A pró-reitora de Ensino da Feevale, Angelita Renck Gerhardt, avalia que além da ampliação de oportunidades, a necessidade tem levado alunos mais maduros às universidades. Ela observa a existência de dois grupos distintos nessa população.
— Há um público em busca de qualificação. As demandas das empresas mudaram substancialmente nesses anos. A digitalização dos serviços, a automação dos processos produtivos e o uso intensivo de sistemas informatizados têm exigido competências que muitos profissionais não possuem. Um segundo grupo é formado por aqueles que buscam a segunda graduação, seja como forma de reconversão profissional, seja como formação complementar, buscando explorar nichos de trabalho e novas competências que só existem na intersecção de duas profissões — diz.
Ao contrário do que alguns podem pensar, o retorno aos estudos nesta fase pode favorecer o desempenho acadêmico. Isso porque, segundo Angelita, a maturidade e a experiência profissional e de vida costumam facilitar a aquisição de conhecimento:
— A única forma de manter o cérebro jovem é desafiá-lo constantemente a aprender e se adaptar a novas situações-problema, o que faz com que um curso superior seja uma excelente oportunidade. Além, é claro, das novas redes de relacionamento que são criadas com colegas e professores.
Há riqueza nessa convivência. Aproximar pessoas com 20, 30, 40 anos ou mais, propicia troca de experiências, conhecimentos e sabedorias.
VANESKA RATUND
Neuropsicopedagoga do NAD/NADi
Já o uso de ferramentas e tecnologias educacionais pode gerar alguma dificuldade inicial nos seniores. Na Universidade Luterana do Brasil (Ulbra), o Núcleo de Apoio Docente e Núcleo de Apoio Discente da Ulbra colabora nessa adaptação.
— Os alunos mais jovens são muito familiarizados com tecnologias, têm outro pique. Há orientações que nem precisamos dar. Já um aluno 40+, que está iniciando ou retomando a graduação, pode sentir dificuldades se o professor pedir para fazer um"mapa mental usando o Canva" ou usar o nosso Ambiente Virtual de Aprendizagem. Então, é preciso ficar atento para que esse estudante não fique com vergonha de pedir ajuda e possa desenvolver plenamente as competências, habilidades e atitudes necessárias para sua formação - comenta a neuropsicopedagoga do NAD/NADi, Vaneska Ratund.
Realidade universitária
Em março, viralizou na internet um vídeo em que três calouras de uma universidade particular de Bauru (SP) debocham de uma colega ingressante de 40 anos, dizendo que já "deveria estar aposentada". Esse tipo de atitude etarista, porém, é pouco observada na realidade universitária.
— Atualmente, trabalha-se com metodologias ativas em sala de aula, com a necessidade de construir soluções para problemas reais. Nessas situações, os seniores acabam se tornando mentores dos estudantes mais jovens, pela amplitude maior da sua visão profissional e de mundo — diz Angelita.
— Há riqueza nessa convivência.
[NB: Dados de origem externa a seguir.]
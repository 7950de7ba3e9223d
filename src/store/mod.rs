//! Persistence layer: the book list and the JSON file behind it.

mod collection;
mod error;
mod storage;

pub use collection::BookCollection;
pub use error::StoreError;
pub use storage::{read_books, write_books, STORAGE_FILE};
//! Core library surface for the Book Collection Manager TUI application.
//!
//! The binary only wires these pieces together, so the store can also be
//! driven directly (tests, scripts) without a terminal.
pub mod logging;
pub mod models;
pub mod store;
pub mod ui;

/// Logging bootstrap used by `main.rs`.
pub use logging::init_logging;

/// The domain types that other layers manipulate.
pub use models::{Book, BookUpdate, ReadingStats, SearchScope};

/// The persisted collection and its failure type.
pub use store::{BookCollection, StoreError, STORAGE_FILE};

/// The interactive application entry point and state container.
pub use ui::{run_app, App};
use std::io;
use std::path::PathBuf;

use thiserror::Error;

/// Failures that abort a store operation. Loading never produces one of these;
/// an unreadable collection degrades to an empty one instead.
#[derive(Debug, Error)]
pub enum StoreError {
    #[error("failed to write collection to {}", path.display())]
    Write {
        path: PathBuf,
        #[source]
        source: io::Error,
    },
    #[error("failed to encode collection")]
    Encode(#[from] serde_json::Error),
}
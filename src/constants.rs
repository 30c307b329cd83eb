// This Source Code Form is subject to the terms of the Mozilla Public
// License, v. 2.0. If a copy of the MPL was not distributed with this
// file, You can obtain one at http://mozilla.org/MPL/2.0/.

/*!
Useful constants.
 */

/// The number of pixels kept free at the edge of the uv grid when scaling
/// baselines.
pub const MARGIN_PIXELS: f64 = 3.0;

/// Maximum baseline lengths below this are treated as "all antennas coincide"
/// \[metres\].
pub const BMAX_EPSILON: f64 = 1.0e-6;

/// The default width and height of generated images \[pixels\].
pub const DEFAULT_IMAGE_SIZE: usize = 128;

/// Image sizes bigger than this are allowed, but they're slow to compute and
/// display \[pixels\].
pub const IMAGE_SIZE_SOFT_MAX: usize = 1024;

/// The default observing frequency; the 21cm hydrogen line \[Hz\].
pub const DEFAULT_FREQUENCY_HZ: f64 = 1.428e9;

/// The gain applied to the point-spread function before it's mapped into the
/// display range.
pub const DEFAULT_PSF_GAIN: f64 = 10.0;

/// The default (low, high) values mapped to black and white for the
/// point-spread function image.
pub const DEFAULT_PSF_RANGE: (f64, f64) = (0.0, 0.1);

/// The default (low, high) values mapped to black and white for the sampling
/// image.
pub const DEFAULT_SAMPLING_RANGE: (f64, f64) = (0.0, 1.0);

/// The default interval between automatic image updates \[seconds\].
pub const DEFAULT_AUTO_UPDATE_INTERVAL: f64 = 1.0;

/// Days since the J2000 epoch used when no time is given.
pub const DEFAULT_DAY: i64 = 7305;

/// Ratio of a solar day to a sidereal day.
pub const SOLAR_TO_SIDEREAL: f64 = 366.24 / 365.24;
Aproximar pessoas com 20, 30, 40 anos ou mais, propicia troca de experiências, conhecimentos e sabedorias — acrescenta Vaneska.
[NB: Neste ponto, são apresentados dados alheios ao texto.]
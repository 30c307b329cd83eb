// This Source Code Form is subject to the terms of the Mozilla Public
// License, v. 2.0. If a copy of the MPL was not distributed with this
// file, You can obtain one at http://mozilla.org/MPL/2.0/.

//! Convert 2D arrays into displayable RGBA pixels.

use ndarray::prelude::*;
use serde::{Deserialize, Serialize};

/// The values of an array that are displayed as black (`low`) and white
/// (`high`). Values outside of the range saturate.
#[derive(Debug, Clone, Copy, PartialEq, Serialize, Deserialize)]
pub struct DisplayRange {
    pub low: f64,
    pub high: f64,
}

impl DisplayRange {
    pub fn new(low: f64, high: f64) -> DisplayRange {
        DisplayRange { low, high }
    }

    /// Is the range usable for normalisation? `low` and `high` must be finite
    /// and distinct. `high < low` inverts the image.
    pub fn is_valid(&self) -> bool {
        self.low.is_finite() && self.high.is_finite() && self.low != self.high
    }

    /// Map a value to the unit interval.
    ///
    /// The normalised value is clipped to [0, 1], not to [low, high]; clipping
    /// to the input range after normalising would make any range other than
    /// (0, 1) too dark or too bright.
    pub fn normalise(&self, value: f64) -> f64 {
        ((value - self.low) / (self.high - self.low)).clamp(0.0, 1.0)
    }
}

impl From<(f64, f64)> for DisplayRange {
    fn from((low, high): (f64, f64)) -> Self {
        DisplayRange { low, high }
    }
}

/// Greyscale RGBA pixels for a `width` x `height` image, 4 floats per pixel.
///
/// Pixels are stored in the iteration order of the source array, i.e. the
/// pixel for array element (x, y) starts at `4 * (x * height + y)`.
#[derive(Debug, Clone, PartialEq)]
pub struct PixelBuffer {
    width: usize,
    height: usize,
    pixels: Vec<f32>,
}

impl PixelBuffer {
    /// Encode `array` with the given display range. Each element `x` becomes
    /// `(v, v, v, 1.0)`, where `v` is `x` normalised by `range`.
    pub fn encode(array: ArrayView2<f64>, range: DisplayRange) -> PixelBuffer {
        PixelBuffer::encode_with_gain(array, 1.0, range)
    }

    /// The same as [`PixelBuffer::encode`], but multiplies elements by `gain`
    /// before normalising them.
    pub fn encode_with_gain(array: ArrayView2<f64>, gain: f64, range: DisplayRange) -> PixelBuffer {
        assert!(range.is_valid(), "invalid display range {range:?}");
        let (width, height) = array.dim();
        let mut pixels = Vec::with_capacity(4 * width * height);
        for &x in array.iter() {
            let v = range.normalise(x * gain) as f32;
            pixels.extend_from_slice(&[v, v, v, 1.0]);
        }

        PixelBuffer {
            width,
            height,
            pixels,
        }
    }

    pub fn width(&self) -> usize {
        self.width
    }

    pub fn height(&self) -> usize {
        self.height
    }

    /// The RGBA values of the pixel for array element (x, y).
    pub fn pixel(&self, x: usize, y: usize) -> [f32; 4] {
        let i = 4 * (x * self.height + y);
        [
            self.pixels[i],
            self.pixels[i + 1],
            self.pixels[i + 2],
            self.pixels[i + 3],
        ]
    }

    pub fn as_slice(&self) -> &[f32] {
        &self.pixels
    }

    pub fn into_vec(self) -> Vec<f32> {
        self.pixels
    }
}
Lisete Maldaner diz que sua idade jamais foi uma questão em sua turma, tampouco para ela. A estudante diz que, cedo ou tarde, o conhecimento é indispensável.
— Vale a pena ter esse propósito de não parar, de voltar a estudar, porque abre muito os horizontes. Estudando Gastronomia, a gente participa de muitos eventos, aprende sobre hospitalidade, turismo, ganha conhecimento regional, nacional e internacional. É um conhecimento mais globalizado de tudo. Eu sou apaixonada pelo curso, é o sonho da minha vida — diz, empolgada.
Prestes a concluir a graduação, a futura chef de cozinha faz planos para o futuro:
— Quero abrir um restaurante, mas antes, vou ficar uns três meses na Europa, em um tour por Itália, França e Espanha para expandir meu leque de conhecimentos. Gostaria de trabalhar nas cozinhas, conhecer as fazendas de queijo, os olivais, o processo de fabricação de produtos. Ano que vem farei isso.